Research output: Contribution to journalArticlepeer-review

39 Scopus citations

Abstract

Abrin from Abrus precatorius plant is a potent protein synthesis inhibitor and induces apoptosis in cells. However, the relationship between inhibition of protein synthesis and apoptosis is not well understood. Inhibition of protein synthesis by abrin can lead to accumulation of unfolded protein in the endoplasmic reticulum causing ER stress. The observation of phosphorylation of eukaryotic initiation factor 2α and upregulation of CHOP (CAAT/enhancer binding protein (C/EBP) homologous protein), important players involved in ER stress signaling by abrin, suggested activation of ER stress in the cells.

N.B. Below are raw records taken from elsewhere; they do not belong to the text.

mod statistics_scenarios {
    use super::*;

    /// One violation with a seizure and an infraction on the same day
    #[tokio::test]
    async fn test_single_case_statistics() {
        let t = create_test_database().await;
        let officer = t.seed_officer().await;

        let v1 = t
            .db
            .violations
            .create(
                TestViolationBuilder::new()
                    .with_number("V1")
                    .with_type(ViolationType::Traffic)
                    .with_severity(Severity::Minor)
                    .with_fine(Amount::new(dec!(150)))
                    .build(officer),
            )
            .await
            .expect("create V1");

        t.db.seizures
            .create(
                TestSeizureBuilder::new()
                    .with_number("S1")
                    .with_category(SeizureCategory::Vehicle)
                    .with_value(Amount::new(dec!(5000)))
                    .with_date(v1.violation_date)
                    .build(v1.id, officer),
            )
            .await
            .expect("create S1");

        t.db.infractions
            .create(TestInfractionBuilder::new().with_number("I1").with_points(2).build(v1.id))
            .await
            .expect("create I1");

        let day = TemporalFixtures::report_day_window();

        let violations = t.db.statistics.violation_statistics(day).await.unwrap();
        assert_eq!(violations.total_violations, 1);
        assert_eq!(violations.violations_by_type.len(), 1);
        assert_breakdown_count(&violations.violations_by_type, "traffic", 1);
        assert_amount_is(violations.total_fines, dec!(150));

        let seizures = t.db.statistics.seizure_statistics(day).await.unwrap();
        assert_eq!(seizures.total_seizures, 1);
        assert_amount_is(seizures.total_estimated_value, dec!(5000));

        let infractions = t
            .db
            .statistics
            .infraction_statistics(DateWindow::unbounded())
            .await
            .unwrap();
        assert_eq!(infractions.total_infractions, 1);
        assert_eq!(infractions.total_points, 2);
    }

    #[tokio::test]
    async fn test_aggregator_agrees_with_listing() {
        let t = create_test_database().await;
        let officer = t.seed_officer().await;

        let cases = [
            ("VA-1", ViolationType::Traffic, Some(dec!(100)), TemporalFixtures::report_morning()),
            ("VA-2", ViolationType::Parking, None, TemporalFixtures::report_afternoon()),
            ("VA-3", ViolationType::Traffic, Some(dec!(75.50)), TemporalFixtures::report_afternoon()),
            ("VA-4", ViolationType::Criminal, Some(dec!(999)), TemporalFixtures::day_before()),
            ("VA-5", ViolationType::Parking, Some(dec!(40)), TemporalFixtures::day_after()),
        ];
        for (number, violation_type, fine, at) in cases {
            let builder = TestViolationBuilder::new()
                .with_number(number)
                .with_type(violation_type)
                .with_date(at);
            let builder = match fine {
                Some(fine) => builder.with_fine(Amount::new(fine)),
                None => builder,
            };
            t.seed_violation_with(builder, officer).await;
        }

        let day = TemporalFixtures::report_day_window();
        let stats = t.db.statistics.violation_statistics(day).await.unwrap();
        let listed = t.db.violations.list(&ViolationFilter::within(day)).await.unwrap();

        assert_eq!(stats.total_violations, listed.len() as u64);
        assert_eq!(stats.total_violations, 3);
        let listed_fines: Amount = listed.iter().map(|v| v.fine_or_zero()).sum();
        assert_eq!(stats.total_fines, listed_fines);
        assert_amount_is(stats.total_fines, dec!(175.50));
        assert_breakdown_sums_to(&stats.violations_by_type, stats.total_violations);
        assert_breakdown_sums_to(&stats.violations_by_severity, stats.total_violations);
        assert_breakdown_sums_to(&stats.violations_by_status, stats.total_violations);
        assert_breakdown_count(&stats.violations_by_type, "parking", 1);
    }

    #[tokio::test]
    async fn test_daily_snapshot_is_idempotent() {
        let t = create_test_database().await;
        let officer = t.seed_officer().await;
        t.seed_violation_at("VS-1", officer, TemporalFixtures::report_morning()).await;
        t.seed_violation_at("VS-2", officer, TemporalFixtures::report_afternoon()).await;

        let date = TemporalFixtures::report_date();
        let first = t.db.statistics.save_daily_snapshot(date).await.unwrap();
        let second = t.db.statistics.save_daily_snapshot(date).await.unwrap();

        assert_eq!(first, second);
        assert_eq!(first.statistics.total_violations, 2);
        assert_eq!(t.count_rows("statistics").await, 1);

        let stored = t.db.statistics.daily_snapshot(date).await.unwrap();
        assert_eq!(stored, first);
    }

    #[tokio::test]
    async fn test_officer_ranking_orders_by_count() {
        let t = create_test_database().await;
        let busy = t.seed_user("busy", Role::Officer).await.id;
        let quiet = t.seed_user("quiet", Role::Officer).await.id;

        for number in ["VR-1", "VR-2", "VR-3"] {
            t.seed_violation(number, busy).await;
        }
        t.seed_violation("VR-4", quiet).await;

        let ranking = t
            .db
            .statistics
            .officer_performance(DateWindow::unbounded(), None)
            .await
            .unwrap();
        assert_eq!(ranking.len(), 2);
        assert_eq!(ranking[0].officer_id, busy);
        assert_eq!(ranking[0].violations_count, 3);
        assert_eq!(ranking[1].officer_id, quiet);
    }
}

ER stress is also known to induce apoptosis via stress kinases such as p38 MAPK and JNK. Activation of both the pathways was observed upon abrin treatment and found to be upstream of the activation of caspases. Moreover, abrin-induced apoptosis was found to be dependent on p38 MAPK but not JNK. We also observed that abrin induced the activation of caspase-2 and caspase-8 and triggered Bid cleavage leading to mitochondrial membrane potential loss and thus connecting the signaling events from ER stress to mitochondrial death machinery.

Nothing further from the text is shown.